The area gained importance in the early 17th century, when Swedish troops built an earthen fort at the mouth of the Dziwna River. After the Swedish withdrawal, the fort gradually fell into decay, with no trace remaining. Due to its seaside location the village slowly transformed from a fishing village into a holiday resort. At the end of the 19th century, salt springs were discovered, and the first sanatorium was established. As a result the town became a popular spa town in the German Empire. In the 1930s, military barracks were built. During World War II, in June 1944, American army conducted air raids on the German garrison in the village. The historic church was destroyed in the final stages of the war. Polish troops entered in May 1945. In accordance with the Potsdam Agreement the city became part of the Polish People's Republic.

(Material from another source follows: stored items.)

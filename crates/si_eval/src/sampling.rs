// crates/si_eval/src/sampling.rs

//! 评估时刻采样
//!
//! `eval_frac` < 1 按比例抽取，> 1 按绝对数量抽取，= 1 或缺省时全部评估。
//! 抽样使用显式种子的 `StdRng`，抽中的时刻重新按升序排列。

use rand::prelude::*;
use rand::rngs::StdRng;
use si_foundation::Timestamp;

/// 根据 `eval_frac` 计算抽样数量（不超过总数）
pub fn sample_size(total: usize, eval_frac: Option<f64>) -> usize {
    match eval_frac {
        Some(frac) if frac < 1.0 => ((frac * total as f64).round() as usize).min(total),
        Some(frac) if frac > 1.0 => (frac as usize).min(total),
        _ => total,
    }
}

/// 抽取评估时刻
pub fn select_instants(instants: &[Timestamp], eval_frac: Option<f64>, seed: u64) -> Vec<Timestamp> {
    let n = sample_size(instants.len(), eval_frac);
    if n == instants.len() {
        return instants.to_vec();
    }

    let mut rng = StdRng::seed_from_u64(seed);
    let mut chosen: Vec<Timestamp> = instants.choose_multiple(&mut rng, n).copied().collect();
    chosen.sort();
    tracing::info!(
        selected = n,
        total = instants.len(),
        seed,
        "sampled a subset of evaluation instants"
    );
    chosen
}

#[cfg(test)]
mod tests {
    use super::*;
    use chrono::{Duration, TimeZone, Utc};

    fn instants(n: i64) -> Vec<Timestamp> {
        let t0 = Utc.with_ymd_and_hms(2021, 1, 1, 0, 0, 0).unwrap();
        (0..n).map(|i| t0 + Duration::hours(i)).collect()
    }

    #[test]
    fn test_sample_size_modes() {
        assert_eq!(sample_size(10, None), 10);
        assert_eq!(sample_size(10, Some(1.0)), 10);
        assert_eq!(sample_size(10, Some(0.25)), 3);
        assert_eq!(sample_size(10, Some(4.0)), 4);
        assert_eq!(sample_size(10, Some(40.0)), 10);
    }

    #[test]
    fn test_selection_is_sorted_and_seeded() {
        let all = instants(50);
        let a = select_instants(&all, Some(0.2), 42);
        let b = select_instants(&all, Some(0.2), 42);
        assert_eq!(a.len(), 10);
        assert_eq!(a, b);
        assert!(a.windows(2).all(|w| w[0] < w[1]));
        assert!(a.iter().all(|t| all.contains(t)));
    }

    #[test]
    fn test_full_selection_keeps_order() {
        let all = instants(5);
        assert_eq!(select_instants(&all, None, 0), all);
    }
}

In 1949 and 1950 in the local garrison there was a military hospital for Greeks and Macedonians wounded in the Greek Civil War. In total, around 2,000 people were treated there. Later on, in the 1950s, the hospital staff co-created the Military Medical Academy in Łódź. In 1958 Dziwnów was granted urban-type settlement status and afterwards a port was built. The development of the settlement in the following decades led to the granting of municipal rights in 2004. From 1964 to 1986, the 1st Assault Battalion, which was considered one of the best trained units in the history of the Polish Army, was stationed in Dziwnów.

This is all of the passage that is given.